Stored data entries
◇ ◇ ◇ ◇

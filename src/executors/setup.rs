// SPDX-License-Identifier: MIT OR Apache-2.0
// Copyright (c) 2025 tfflow contributors

//! Setup executor
//!
//! Resolves the terraform binary and checks it against the pinned version.

use async_trait::async_trait;
use serde::Deserialize;
use std::path::PathBuf;
use std::sync::Arc;
use std::time::Instant;
use tokio::process::Command;

use super::{run_command, ExecutionResult, Executor, RunContext};
use crate::config::DeployConfig;
use crate::errors::TfflowError;
use crate::pipeline::StepKind;

/// Subset of `terraform version -json`
#[derive(Debug, Deserialize)]
struct VersionOutput {
    terraform_version: String,
}

/// Setup executor
pub struct SetupExecutor {
    config: Arc<DeployConfig>,
}

impl SetupExecutor {
    /// Create a new setup executor
    pub fn new(config: Arc<DeployConfig>) -> Self {
        Self { config }
    }

    fn locate(&self) -> Result<PathBuf, TfflowError> {
        match &self.config.terraform.path {
            Some(path) if path.exists() => Ok(path.clone()),
            Some(path) => Err(TfflowError::ToolInstallFailure {
                reason: format!("terraform.path does not exist: {}", path.display()),
                help: None,
            }),
            None => which::which("terraform").map_err(|_| TfflowError::terraform_not_found()),
        }
    }
}

/// Whether an installed version satisfies a pin.
///
/// A pin matches itself exactly, or any version it is a dotted prefix of
/// (`1.6` matches `1.6.6`, not `1.60.0`).
pub fn version_matches(pin: &str, installed: &str) -> bool {
    let pin = pin.trim().trim_start_matches('v');
    let installed = installed.trim().trim_start_matches('v');
    installed == pin || installed.starts_with(&format!("{}.", pin))
}

#[async_trait]
impl Executor for SetupExecutor {
    async fn execute(
        &self,
        step: StepKind,
        ctx: &mut RunContext,
    ) -> Result<ExecutionResult, TfflowError> {
        if step != StepKind::InstallTool {
            return Err(TfflowError::ExecutorNotFound {
                name: format!("setup/{}", step),
            });
        }

        let start = Instant::now();
        let bin = self.locate()?;

        let mut cmd = Command::new(&bin);
        cmd.arg("version").arg("-json");
        let result = run_command(cmd, "terraform").await?;
        if !result.success {
            return Ok(result);
        }

        let version: VersionOutput = serde_json::from_str(&result.stdout).map_err(|e| {
            TfflowError::ToolInstallFailure {
                reason: format!(
                    "unparseable terraform version output from {}: {}",
                    bin.display(),
                    e
                ),
                help: Some("terraform.path must point at a Terraform 0.13 or newer binary".into()),
            }
        })?;
        tracing::info!(
            bin = %bin.display(),
            version = %version.terraform_version,
            "terraform located"
        );

        if let Some(pin) = &self.config.terraform.version {
            if !version_matches(pin, &version.terraform_version) {
                return Ok(ExecutionResult::failure(
                    format!(
                        "terraform {} is installed but {} is required",
                        version.terraform_version, pin
                    ),
                    1,
                    start.elapsed(),
                ));
            }
        }

        ctx.terraform_bin = Some(bin);

        Ok(ExecutionResult::success(
            format!("terraform {}", version.terraform_version),
            start.elapsed(),
        ))
    }
}

#[cfg(test)]
mod tests {
    use super::*;
    use crate::pipeline::Trigger;

    #[test]
    fn test_version_matches() {
        assert!(version_matches("1.6.6", "1.6.6"));
        assert!(version_matches("v1.6.6", "1.6.6"));
        assert!(version_matches("1.6", "1.6.6"));
        assert!(!version_matches("1.6", "1.60.0"));
        assert!(!version_matches("1.6.6", "1.6.5"));
    }

    #[tokio::test]
    async fn test_missing_explicit_path_fails() {
        let mut config = DeployConfig::starter("vpc");
        config.terraform.path = Some("/nonexistent/terraform".into());
        let executor = SetupExecutor::new(Arc::new(config));
        let mut ctx = RunContext::new(Trigger::PushToMain, ".".into());

        let err = executor
            .execute(StepKind::InstallTool, &mut ctx)
            .await
            .unwrap_err();
        assert!(matches!(err, TfflowError::ToolInstallFailure { .. }));
        assert!(ctx.terraform_bin.is_none());
    }

    #[cfg(unix)]
    #[tokio::test]
    async fn test_pinned_version_checked() {
        use std::os::unix::fs::PermissionsExt;

        let dir = tempfile::tempdir().unwrap();
        let fake = dir.path().join("terraform");
        std::fs::write(
            &fake,
            "#!/bin/sh\necho '{\"terraform_version\":\"1.5.7\",\"platform\":\"linux_amd64\"}'\n",
        )
        .unwrap();
        std::fs::set_permissions(&fake, std::fs::Permissions::from_mode(0o755)).unwrap();

        let mut config = DeployConfig::starter("vpc");
        config.terraform.path = Some(fake.clone());

        config.terraform.version = Some("1.6.6".into());
        let executor = SetupExecutor::new(Arc::new(config.clone()));
        let mut ctx = RunContext::new(Trigger::PushToMain, ".".into());
        let result = executor.execute(StepKind::InstallTool, &mut ctx).await.unwrap();
        assert!(!result.success);
        assert!(result.stderr.contains("1.6.6 is required"));

        config.terraform.version = Some("1.5".into());
        let executor = SetupExecutor::new(Arc::new(config));
        let result = executor.execute(StepKind::InstallTool, &mut ctx).await.unwrap();
        assert!(result.success);
        assert_eq!(ctx.terraform_bin, Some(fake));
    }

    #[cfg(unix)]
    #[tokio::test]
    async fn test_non_json_version_output_is_setup_failure() {
        use std::os::unix::fs::PermissionsExt;

        let dir = tempfile::tempdir().unwrap();
        let fake = dir.path().join("terraform");
        std::fs::write(&fake, "#!/bin/sh\necho 'Terraform v0.12.31'\n").unwrap();
        std::fs::set_permissions(&fake, std::fs::Permissions::from_mode(0o755)).unwrap();

        let mut config = DeployConfig::starter("vpc");
        config.terraform.path = Some(fake);
        let executor = SetupExecutor::new(Arc::new(config));
        let mut ctx = RunContext::new(Trigger::PushToMain, ".".into());

        let err = executor
            .execute(StepKind::InstallTool, &mut ctx)
            .await
            .unwrap_err();
        match err {
            TfflowError::ToolInstallFailure { reason, .. } => {
                assert!(reason.contains("unparseable terraform version output"))
            }
            other => panic!("unexpected error: {other:?}"),
        }
        assert!(ctx.terraform_bin.is_none());
    }
}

◇ ◇ ◇ ◇

#### [What is expected]
Print all the data exactly as shown above.

#### [Response area]
filename src/executors/setup.rs
// SPDX-License-Identifier: MIT OR Apache-2.0
// Copyright (c) 2025 tfflow contributors

//! Setup executor
//!
//! Resolves the terraform binary and checks it against the pinned version.

use async_trait::async_trait;
use serde::Deserialize;
use std::path::PathBuf;
use std::sync::Arc;
use std::time::Instant;
use tokio::process::Command;

use super::{run_command, ExecutionResult, Executor, RunContext};
use crate::config::DeployConfig;
use crate::errors::TfflowError;
use crate::pipeline::StepKind;

/// Subset of `terraform version -json`
#[derive(Debug, Deserialize)]
struct VersionOutput {
    terraform_version: String,
}

/// Setup executor
pub struct SetupExecutor {
    config: Arc<DeployConfig>,
}

impl SetupExecutor {
    /// Create a new setup executor
    pub fn new(config: Arc<DeployConfig>) -> Self {
        Self { config }
    }

    fn locate(&self) -> Result<PathBuf, TfflowError> {
        match &self.config.terraform.path {
            Some(path) if path.exists() => Ok(path.clone()),
            Some(path) => Err(TfflowError::ToolInstallFailure {
                reason: format!("terraform.path does not exist: {}", path.display()),
                help: None,
            }),
            None => which::which("terraform").map_err(|_| TfflowError::terraform_not_found()),
        }
    }
}

/// Whether an installed version satisfies a pin.
///
/// A pin matches itself exactly, or any version it is a dotted prefix of
/// (`1.6` matches `1.6.6`, not `1.60.0`).
pub fn version_matches(pin: &str, installed: &str) -> bool {
    let pin = pin.trim().trim_start_matches('v');
    let installed = installed.trim().trim_start_matches('v');
    installed == pin || installed.starts_with(&format!("{}.", pin))
}

#[async_trait]
impl Executor for SetupExecutor {
    async fn execute(
        &self,
        step: StepKind,
        ctx: &mut RunContext,
    ) -> Result<ExecutionResult, TfflowError> {
        if step != StepKind::InstallTool {
            return Err(TfflowError::ExecutorNotFound {
                name: format!("setup/{}", step),
            });
        }

        let start = Instant::now();
        let bin = self.locate()?;

        let mut cmd = Command::new(&bin);
        cmd.arg("version").arg("-json");
        let result = run_command(cmd, "terraform").await?;
        if !result.success {
            return Ok(result);
        }

        let version: VersionOutput = serde_json::from_str(&result.stdout).map_err(|e| {
            TfflowError::ToolInstallFailure {
                reason: format!(
                    "unparseable terraform version output from {}: {}",
                    bin.display(),
                    e
                ),
                help: Some("terraform.path must point at a Terraform 0.13 or newer binary".into()),
            }
        })?;
        tracing::info!(
            bin = %bin.display(),
            version = %version.terraform_version,
            "terraform located"
        );

        if let Some(pin) = &self.config.terraform.version {
            if !version_matches(pin, &version.terraform_version) {
                return Ok(ExecutionResult::failure(
                    format!(
                        "terraform {} is installed but {} is required",
                        version.terraform_version, pin
                    ),
                    1,
                    start.elapsed(),
                ));
            }
        }

        ctx.terraform_bin = Some(bin);

        Ok(ExecutionResult::success(
            format!("terraform {}", version.terraform_version),
            start.elapsed(),
        ))
    }
}

#[cfg(test)]
mod tests {
    use super::*;
    use crate::pipeline::Trigger;

    #[test]
    fn test_version_matches() {
        assert!(version_matches("1.6.6", "1.6.6"));
        assert!(version_matches("v1.6.6", "1.6.6"));
        assert!(version_matches("1.6", "1.6.6"));
        assert!(!version_matches("1.6", "1.60.0"));
        assert!(!version_matches("1.6.6", "1.6.5"));
    }

    #[tokio::test]
    async fn test_missing_explicit_path_fails() {
        let mut config = DeployConfig::starter("vpc");
        config.terraform.path = Some("/nonexistent/terraform".into());
        let executor = SetupExecutor::new(Arc::new(config));
        let mut ctx = RunContext::new(Trigger::PushToMain, ".".into());

        let err = executor
            .execute(StepKind::InstallTool, &mut ctx)
            .await
            .unwrap_err();
        assert!(matches!(err, TfflowError::ToolInstallFailure { .. }));
        assert!(ctx.terraform_bin.is_none());
    }

    #[cfg(unix)]
    #[tokio::test]
    async fn test_pinned_version_checked() {
        use std::os::unix::fs::PermissionsExt;

        let dir = tempfile::tempdir().unwrap();
        let fake = dir.path().join("terraform");
        std::fs::write(
            &fake,
            "#!/bin/sh\necho '{\"terraform_version\":\"1.5.7\",\"platform\":\"linux_amd64\"}'\n",
        )
        .unwrap();
        std::fs::set_permissions(&fake, std::fs::Permissions::from_mode(0o755)).unwrap();

        let mut config = DeployConfig::starter("vpc");
        config.terraform.path = Some(fake.clone());

        config.terraform.version = Some("1.6.6".into());
        let executor = SetupExecutor::new(Arc::new(config.clone()));
        let mut ctx = RunContext::new(Trigger::PushToMain, ".".into());
        let result = executor.execute(StepKind::InstallTool, &mut ctx).await.unwrap();
        assert!(!result.success);
        assert!(result.stderr.contains("1.6.6 is required"));

        config.terraform.version = Some("1.5".into());
        let executor = SetupExecutor::new(Arc::new(config));
        let result = executor.execute(StepKind::InstallTool, &mut ctx).await.unwrap();
        assert!(result.success);
        assert_eq!(ctx.terraform_bin, Some(fake));
    }

    #[cfg(unix)]
    #[tokio::test]
    async fn test_non_json_version_output_is_setup_failure() {
        use std::os::unix::fs::PermissionsExt;

        let dir = tempfile::tempdir().unwrap();
        let fake = dir.path().join("terraform");
        std::fs::write(&fake, "#!/bin/sh\necho 'Terraform v0.12.31'\n").unwrap();
        std::fs::set_permissions(&fake, std::fs::Permissions::from_mode(0o755)).unwrap();

        let mut config = DeployConfig::starter("vpc");
        config.terraform.path = Some(fake);
        let executor = SetupExecutor::new(Arc::new(config));
        let mut ctx = RunContext::new(Trigger::PushToMain, ".".into());

        let err = executor
            .execute(StepKind::InstallTool, &mut ctx)
            .await
            .unwrap_err();
        match err {
            TfflowError::ToolInstallFailure { reason, .. } => {
                assert!(reason.contains("unparseable terraform version output"))
            }
            other => panic!("unexpected error: {other:?}"),
        }
        assert!(ctx.terraform_bin.is_none());
    }
}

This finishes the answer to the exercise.